What you should do: The answer must match the listing exactly, with every line written out again.
Start of Block
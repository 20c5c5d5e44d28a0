use chrono::{DateTime, Utc};
use serde::{Deserialize, Serialize};
use utoipa::ToSchema;
use uuid::Uuid;

#[derive(Debug, Clone, Copy, Serialize, Deserialize, PartialEq, Eq, ToSchema)]
#[serde(rename_all = "SCREAMING_SNAKE_CASE")]
pub enum DocumentStatus {
    Requested,
    PendingVerification,
    Verified,
    Issued,
    /// Never persisted: a rejected document is deleted and only the
    /// response snapshot carries this status.
    Rejected,
    Expired,
}

impl DocumentStatus {
    pub fn as_str(&self) -> &'static str {
        match self {
            DocumentStatus::Requested => "REQUESTED",
            DocumentStatus::PendingVerification => "PENDING_VERIFICATION",
            DocumentStatus::Verified => "VERIFIED",
            DocumentStatus::Issued => "ISSUED",
            DocumentStatus::Rejected => "REJECTED",
            DocumentStatus::Expired => "EXPIRED",
        }
    }

    /// Only a pending document can receive a verification decision.
    pub fn accepts_decision(&self) -> bool {
        matches!(self, DocumentStatus::PendingVerification)
    }

    pub fn can_expire(&self) -> bool {
        matches!(self, DocumentStatus::Issued | DocumentStatus::Verified)
    }
}

impl std::fmt::Display for DocumentStatus {
    fn fmt(&self, f: &mut std::fmt::Formatter<'_>) -> std::fmt::Result {
        f.write_str(self.as_str())
    }
}

impl std::str::FromStr for DocumentStatus {
    type Err = String;

    fn from_str(s: &str) -> Result<Self, Self::Err> {
        match s {
            "REQUESTED" => Ok(DocumentStatus::Requested),
            "PENDING_VERIFICATION" => Ok(DocumentStatus::PendingVerification),
            "VERIFIED" => Ok(DocumentStatus::Verified),
            "ISSUED" => Ok(DocumentStatus::Issued),
            "REJECTED" => Ok(DocumentStatus::Rejected),
            "EXPIRED" => Ok(DocumentStatus::Expired),
            _ => Err(format!("Invalid document status: {}", s)),
        }
    }
}

#[derive(Debug, Clone, Copy, Serialize, Deserialize, PartialEq, Eq, ToSchema)]
#[serde(rename_all = "SCREAMING_SNAKE_CASE")]
pub enum Decision {
    Approve,
    Reject,
}

impl Decision {
    pub fn as_str(&self) -> &'static str {
        match self {
            Decision::Approve => "APPROVE",
            Decision::Reject => "REJECT",
        }
    }
}

#[derive(Debug, Clone, Default, Serialize, Deserialize, PartialEq, ToSchema)]
#[serde(rename_all = "camelCase")]
pub struct DocumentMetadata {
    pub authenticity_score: Option<f64>,
    #[serde(default)]
    pub flags: Vec<String>,
    pub explanation: Option<String>,
    pub content_hash: Option<String>,
    pub mime_type: Option<String>,
    pub size_bytes: Option<i64>,
}

#[derive(Debug, Clone, Default, Serialize, Deserialize, PartialEq, ToSchema)]
#[serde(rename_all = "camelCase")]
pub struct GovAudit {
    pub uploaded_by: Option<Uuid>,
    pub verified_by: Option<Uuid>,
    pub verified_at: Option<DateTime<Utc>>,
    pub rejected_by: Option<Uuid>,
    pub rejection_reason: Option<String>,
    pub rejected_at: Option<DateTime<Utc>>,
    pub issued_at: Option<DateTime<Utc>>,
}

#[derive(Debug, Clone, Serialize, Deserialize, ToSchema)]
#[serde(rename_all = "camelCase")]
pub struct Document {
    pub id: Uuid,
    pub owner_id: Uuid,
    pub vault_id: Uuid,
    #[serde(rename = "type")]
    pub doc_type: String,
    pub title: String,
    pub notes: Option<String>,
    pub content_locator: Option<String>,
    pub status: DocumentStatus,
    pub metadata: DocumentMetadata,
    pub gov_audit: GovAudit,
    pub expires_at: Option<DateTime<Utc>>,
    pub created_at: DateTime<Utc>,
    pub updated_at: DateTime<Utc>,
}

impl Document {
    pub fn new(
        owner_id: Uuid,
        vault_id: Uuid,
        doc_type: String,
        title: String,
        status: DocumentStatus,
    ) -> Self {
        let now = Utc::now();
        Self {
            id: Uuid::new_v4(),
            owner_id,
            vault_id,
            doc_type,
            title,
            notes: None,
            content_locator: None,
            status,
            metadata: DocumentMetadata::default(),
            gov_audit: GovAudit::default(),
            expires_at: None,
            created_at: now,
            updated_at: now,
        }
    }

    pub fn has_content(&self) -> bool {
        self.content_locator
            .as_deref()
            .is_some_and(|locator| !locator.trim().is_empty())
    }

    pub fn is_lapsed(&self, now: DateTime<Utc>) -> bool {
        self.status.can_expire() && self.expires_at.is_some_and(|at| at <= now)
    }
}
End of Block
Answer box:
repository 20c5c5d5e44d28a0
use chrono::{DateTime, Utc};
use serde::{Deserialize, Serialize};
use utoipa::ToSchema;
use uuid::Uuid;

#[derive(Debug, Clone, Copy, Serialize, Deserialize, PartialEq, Eq, ToSchema)]
#[serde(rename_all = "SCREAMING_SNAKE_CASE")]
pub enum DocumentStatus {
    Requested,
    PendingVerification,
    Verified,
    Issued,
    /// Never persisted: a rejected document is deleted and only the
    /// response snapshot carries this status.
    Rejected,
    Expired,
}

impl DocumentStatus {
    pub fn as_str(&self) -> &'static str {
        match self {
            DocumentStatus::Requested => "REQUESTED",
            DocumentStatus::PendingVerification => "PENDING_VERIFICATION",
            DocumentStatus::Verified => "VERIFIED",
            DocumentStatus::Issued => "ISSUED",
            DocumentStatus::Rejected => "REJECTED",
            DocumentStatus::Expired => "EXPIRED",
        }
    }

    /// Only a pending document can receive a verification decision.
    pub fn accepts_decision(&self) -> bool {
        matches!(self, DocumentStatus::PendingVerification)
    }

    pub fn can_expire(&self) -> bool {
        matches!(self, DocumentStatus::Issued | DocumentStatus::Verified)
    }
}

impl std::fmt::Display for DocumentStatus {
    fn fmt(&self, f: &mut std::fmt::Formatter<'_>) -> std::fmt::Result {
        f.write_str(self.as_str())
    }
}

impl std::str::FromStr for DocumentStatus {
    type Err = String;

    fn from_str(s: &str) -> Result<Self, Self::Err> {
        match s {
            "REQUESTED" => Ok(DocumentStatus::Requested),
            "PENDING_VERIFICATION" => Ok(DocumentStatus::PendingVerification),
            "VERIFIED" => Ok(DocumentStatus::Verified),
            "ISSUED" => Ok(DocumentStatus::Issued),
            "REJECTED" => Ok(DocumentStatus::Rejected),
            "EXPIRED" => Ok(DocumentStatus::Expired),
            _ => Err(format!("Invalid document status: {}", s)),
        }
    }
}

#[derive(Debug, Clone, Copy, Serialize, Deserialize, PartialEq, Eq, ToSchema)]
#[serde(rename_all = "SCREAMING_SNAKE_CASE")]
pub enum Decision {
    Approve,
    Reject,
}

impl Decision {
    pub fn as_str(&self) -> &'static str {
        match self {
            Decision::Approve => "APPROVE",
            Decision::Reject => "REJECT",
        }
    }
}

#[derive(Debug, Clone, Default, Serialize, Deserialize, PartialEq, ToSchema)]
#[serde(rename_all = "camelCase")]
pub struct DocumentMetadata {
    pub authenticity_score: Option<f64>,
    #[serde(default)]
    pub flags: Vec<String>,
    pub explanation: Option<String>,
    pub content_hash: Option<String>,
    pub mime_type: Option<String>,
    pub size_bytes: Option<i64>,
}

#[derive(Debug, Clone, Default, Serialize, Deserialize, PartialEq, ToSchema)]
#[serde(rename_all = "camelCase")]
pub struct GovAudit {
    pub uploaded_by: Option<Uuid>,
    pub verified_by: Option<Uuid>,
    pub verified_at: Option<DateTime<Utc>>,
    pub rejected_by: Option<Uuid>,
    pub rejection_reason: Option<String>,
    pub rejected_at: Option<DateTime<Utc>>,
    pub issued_at: Option<DateTime<Utc>>,
}

#[derive(Debug, Clone, Serialize, Deserialize, ToSchema)]
#[serde(rename_all = "camelCase")]
pub struct Document {
    pub id: Uuid,
    pub owner_id: Uuid,
    pub vault_id: Uuid,
    #[serde(rename = "type")]
    pub doc_type: String,
    pub title: String,
    pub notes: Option<String>,
    pub content_locator: Option<String>,
    pub status: DocumentStatus,
    pub metadata: DocumentMetadata,
    pub gov_audit: GovAudit,
    pub expires_at: Option<DateTime<Utc>>,
    pub created_at: DateTime<Utc>,
    pub updated_at: DateTime<Utc>,
}

impl Document {
    pub fn new(
        owner_id: Uuid,
        vault_id: Uuid,
        doc_type: String,
        title: String,
        status: DocumentStatus,
    ) -> Self {
        let now = Utc::now();
        Self {
            id: Uuid::new_v4(),
            owner_id,
            vault_id,
            doc_type,
            title,
            notes: None,
            content_locator: None,
            status,
            metadata: DocumentMetadata::default(),
            gov_audit: GovAudit::default(),
            expires_at: None,
            created_at: now,
            updated_at: now,
        }
    }

    pub fn has_content(&self) -> bool {
        self.content_locator
            .as_deref()
            .is_some_and(|locator| !locator.trim().is_empty())
    }

    pub fn is_lapsed(&self, now: DateTime<Utc>) -> bool {
        self.status.can_expire() && self.expires_at.is_some_and(|at| at <= now)
    }
}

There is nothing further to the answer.